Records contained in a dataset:

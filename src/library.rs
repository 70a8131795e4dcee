//! Track catalog: directory scanning and the immutable `Track` record the
//! playback controller consumes.

mod model;
mod scan;

pub use model::Track;
pub use scan::list_tracks;
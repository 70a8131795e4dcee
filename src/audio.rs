//! Playback control core.
//!
//! `PlaybackController` owns one `AudioSession` at a time and drives the
//! transport state machine; `PositionSynchronizer` publishes position samples
//! on ticks; `CommandGate` says which operations are legal right now.
//! Observers receive `PlayerEvent`s through `PlayerObserver`.

mod backend;
mod error;
mod events;
mod gate;
mod player;
mod sink;
mod sync;
mod types;

#[cfg(test)]
pub(crate) mod fake;

pub use backend::{AudioBackend, AudioSession};
pub use error::{BackendError, ErrorKind, PlaybackError};
pub use events::{EventQueue, PlayerEvent, PlayerObserver, SampleOrigin};
pub use gate::CommandGate;
pub use player::PlaybackController;
pub use sink::RodioBackend;
pub use sync::PositionSynchronizer;
pub use types::{Command, PlaybackState, PositionSample, Volume};
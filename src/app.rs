//! Application module: the view model the terminal front end draws from.
//!
//! `App` lives in `app::model` and mirrors controller events: track list,
//! selection, transport state, position, enabled commands and errors.

mod model;

pub use model::*;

- [Task details] Filter on the word "AudioSession": copy each matching line from the entries above.

- [Solved exercise]
//! `PlaybackController` owns one `AudioSession` at a time and drives the
pub use backend::{AudioBackend, AudioSession};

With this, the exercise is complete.